You see, my 4-year-old was the only child in her preschool class of 12 who would be recommended to be held back. But. This is exactly what I needed to hear. Mini Me was struggling had been struggling with separation anxiety for four months and there seemed to be no end in sight. I needed help making the decision us parents with children born in the summer dread making ourselves. I cried because this “bad news” was good news for me. It lifted a weight off my shoulders, and I felt an immediate sense of relief I didn’t see coming.
At that moment, the dark skies opened up, and I didn’t have to worry or think about this difficult decision anymore.

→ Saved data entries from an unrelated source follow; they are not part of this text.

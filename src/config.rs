use log::debug;
use rspotify::model::Country;

use crate::clients::errors::{Error, Result};

/// Environment variable holding the application's client id
pub const CLIENT_ID_VAR: &str = "CLIENT_ID";
/// Environment variable holding the application's client secret
pub const CLIENT_SECRET_VAR: &str = "CLIENT_SECRET";

const DEFAULT_MARKET: &str = "US";
const DEFAULT_LEAST_COUNT: usize = 3;

/// Application credentials for the client-credentials grant
#[derive(Clone, PartialEq, Eq)]
pub struct Credentials {
    pub client_id: String,
    pub client_secret: String,
}

// Keep the secret out of logs
impl std::fmt::Debug for Credentials {
    fn fmt(&self, f: &mut std::fmt::Formatter<'_>) -> std::fmt::Result {
        f.debug_struct("Credentials")
            .field("client_id", &self.client_id)
            .field("client_secret", &"***")
            .finish()
    }
}

impl Credentials {
    /// Build credentials from an arbitrary key lookup.
    /// Missing, empty and whitespace-only values are all rejected.
    pub fn from_lookup<F>(lookup: F) -> Result<Self>
    where
        F: Fn(&str) -> Option<String>,
    {
        let read = |key: &str| {
            lookup(key)
                .map(|v| v.trim().to_string())
                .filter(|v| !v.is_empty())
                .ok_or_else(|| {
                    Error::ConfigurationError(format!(
                        "{key} is not set. Define it in the environment or in a .env file."
                    ))
                })
        };
        let client_id = read(CLIENT_ID_VAR)?;
        let client_secret = read(CLIENT_SECRET_VAR)?;
        Ok(Credentials {
            client_id,
            client_secret,
        })
    }
}

/// Load a `.env` file from the working directory (or a parent) into the
/// process environment. A missing file is not an error; anything else is.
pub fn load_dotenv() -> Result<()> {
    dotenv_outcome(dotenvy::dotenv())
}

fn dotenv_outcome<T>(result: std::result::Result<T, dotenvy::Error>) -> Result<()> {
    match result {
        Ok(_) => Ok(()),
        Err(e) if e.not_found() => {
            debug!("No .env file found, using the process environment only");
            Ok(())
        }
        Err(e) => Err(Error::ConfigurationError(format!(
            "Failed to load .env file: {e}"
        ))),
    }
}

/// Lookup backed by the process environment; non-unicode values count as unset
pub fn env_lookup(key: &str) -> Option<String> {
    std::env::var(key).ok()
}

/// Parse an ISO 3166-1 alpha-2 market code such as `US` or `de`
pub fn parse_market(code: &str) -> Result<Country> {
    let normalized = code.trim().to_uppercase();
    serde_json::from_value(serde_json::Value::String(normalized.clone()))
        .map_err(|_| Error::ConfigurationError(format!("Unknown market code: {normalized:?}")))
}

/// Settings for a single report run
#[derive(Debug, Clone)]
pub struct Config {
    pub market: Country,
    pub least_count: usize,
    pub artist: Option<String>,
    pub json: bool,
}

pub struct ConfigBuilder {
    market: Option<String>,
    least_count: Option<usize>,
    artist: Option<String>,
    json: bool,
}

impl Default for ConfigBuilder {
    fn default() -> Self {
        Self::new()
    }
}

impl ConfigBuilder {
    pub fn new() -> Self {
        Self {
            market: None,
            least_count: None,
            artist: None,
            json: false,
        }
    }

    #[must_use]
    pub fn market(mut self, code: impl Into<String>) -> Self {
        self.market = Some(code.into());
        self
    }

    #[must_use]
    pub fn least_count(mut self, n: usize) -> Self {
        self.least_count = Some(n);
        self
    }

    /// Preset artist name; skips the interactive prompt
    #[must_use]
    pub fn artist(mut self, name: impl Into<String>) -> Self {
        self.artist = Some(name.into());
        self
    }

    /// Print the summary as JSON instead of text tables
    #[must_use]
    pub fn json(mut self, enabled: bool) -> Self {
        self.json = enabled;
        self
    }

    pub fn build(self) -> Result<Config> {
        let market = parse_market(self.market.as_deref().unwrap_or(DEFAULT_MARKET))?;
        let config = Config {
            market,
            least_count: self.least_count.unwrap_or(DEFAULT_LEAST_COUNT),
            artist: self.artist,
            json: self.json,
        };
        debug!("Built config: {config:?}");
        Ok(config)
    }
}

#[cfg(test)]
mod tests {
    use super::*;
    use std::collections::HashMap;

    fn lookup_from(pairs: &[(&str, &str)]) -> impl Fn(&str) -> Option<String> {
        let map: HashMap<String, String> = pairs
            .iter()
            .map(|(k, v)| ((*k).to_string(), (*v).to_string()))
            .collect();
        move |key| map.get(key).cloned()
    }

    #[test]
    fn loads_both_values() {
        let creds = Credentials::from_lookup(lookup_from(&[
            ("CLIENT_ID", "abc"),
            ("CLIENT_SECRET", " s3cret \n"),
        ]))
        .unwrap();
        assert_eq!(creds.client_id, "abc");
        assert_eq!(creds.client_secret, "s3cret");
    }

    #[test]
    fn missing_secret_is_configuration_error() {
        let err = Credentials::from_lookup(lookup_from(&[("CLIENT_ID", "abc")])).unwrap_err();
        match err {
            Error::ConfigurationError(msg) => assert!(msg.contains("CLIENT_SECRET")),
            other => panic!("unexpected error: {other:?}"),
        }
    }

    #[test]
    fn empty_id_is_configuration_error() {
        let err = Credentials::from_lookup(lookup_from(&[
            ("CLIENT_ID", "   "),
            ("CLIENT_SECRET", "s3cret"),
        ]))
        .unwrap_err();
        assert!(matches!(err, Error::ConfigurationError(msg) if msg.contains("CLIENT_ID")));
    }

    #[test]
    fn debug_output_hides_secret() {
        let creds = Credentials {
            client_id: "abc".into(),
            client_secret: "s3cret".into(),
        };
        let shown = format!("{creds:?}");
        assert!(shown.contains("abc"));
        assert!(!shown.contains("s3cret"));
    }

    #[test]
    fn missing_dotenv_file_is_ignored() {
        let missing = dotenvy::Error::Io(std::io::Error::from(std::io::ErrorKind::NotFound));
        assert!(dotenv_outcome::<()>(Err(missing)).is_ok());
    }

    #[test]
    fn malformed_dotenv_file_is_configuration_error() {
        let parsed = dotenvy::from_read_iter("BAD LINE WITHOUT EQUALS\n".as_bytes())
            .collect::<std::result::Result<Vec<(String, String)>, dotenvy::Error>>();
        let err = dotenv_outcome(parsed).unwrap_err();
        assert!(matches!(err, Error::ConfigurationError(msg) if msg.contains(".env")));
    }

    #[test]
    fn unreadable_dotenv_file_is_configuration_error() {
        let denied = dotenvy::Error::Io(std::io::Error::from(std::io::ErrorKind::PermissionDenied));
        assert!(matches!(
            dotenv_outcome::<()>(Err(denied)),
            Err(Error::ConfigurationError(_))
        ));
    }

    #[test]
    fn builder_defaults() {
        let config = ConfigBuilder::new().build().unwrap();
        assert_eq!(config.market, Country::UnitedStates);
        assert_eq!(config.least_count, 3);
        assert!(config.artist.is_none());
        assert!(!config.json);
    }

    #[test]
    fn market_code_is_case_insensitive() {
        assert_eq!(parse_market("de").unwrap(), Country::Germany);
    }

    #[test]
    fn unknown_market_is_rejected() {
        let err = ConfigBuilder::new().market("XX").build().unwrap_err();
        assert!(matches!(err, Error::ConfigurationError(_)));
    }
}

Kindergarten is the new first grade
Undoubtedly the specifics of kindergarten vary depending on where you live so I will speak to my experience and where I live. Revealing my age, I entered kindergarten in 1984. It was a half day. Perfect for a five-year-old.
It was different. I played with my friends. We learned letters and numbers. We sang ABC’s. Kindergarteners created beautiful 5-year-old appropriate artwork. It was fun. We learned social skills like how to play nicely with others. I don’t remember worksheets. There was no pressure.

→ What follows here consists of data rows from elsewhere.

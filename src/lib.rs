//! Trackstat - summarize an artist's top tracks on Spotify
//!
//! Looks up an artist by name, fetches their top tracks and reports the least
//! popular ones along with how track length relates to popularity.

/// Client modules for interacting with the music catalog
pub mod clients;
/// Credentials and run settings
pub mod config;
/// Run driver and console rendering
pub mod report;
/// Track table and statistics
pub mod summary;
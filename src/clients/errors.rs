use rspotify::ClientError;
use thiserror::Error;

#[derive(Error, Debug)]
pub enum Error {
    #[error("Configuration error: {0}")]
    ConfigurationError(String),

    #[error("Authentication error: {0}")]
    AuthenticationError(String),

    #[error("Catalog API error: {0}")]
    CatalogApiError(String),

    #[error("I/O error: {0}")]
    IoError(#[from] std::io::Error),
}

pub type Result<T> = std::result::Result<T, Error>;

impl From<ClientError> for Error {
    fn from(err: ClientError) -> Self {
        Error::CatalogApiError(err.to_string())
    }
}

impl From<rspotify::model::IdError> for Error {
    fn from(err: rspotify::model::IdError) -> Self {
        Error::CatalogApiError(format!("invalid catalog id: {err}"))
    }
}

Now, in 2018, kindergarten is so different than it was even a decade ago.
Five-and-six-year-olds are now expected to:
- Attend a full day of school like their older peers
- Complete loads of worksheets
- Sit still for long periods of time
- Are expected to know how to read by the end of the year
Expectations are at an all-time high for these young children and studies show, it’s not all good. In other words, the bar is being set too high. Little bodies still need time to play.
Pros of Academic Redshirting
- An extra year to develop. When you wait an extra year to send your child to kindergarten, you’re giving him the gift of time. As a result, he gets another year to learn by playing, develop better social and emotional skills and will have better impulse control as compared to starting kindergarten earlier.
- Better impulse control. As your child gets older, she becomes more mature which will more likely result in better behavior in the classroom.
- A higher level of confidence. Waiting until your child is a year older may also allow him to enter school with a higher level of confidence.
- Kindergarten is a long day. You might choose to wait an extra year because the hours in their school day have doubled over the last decade.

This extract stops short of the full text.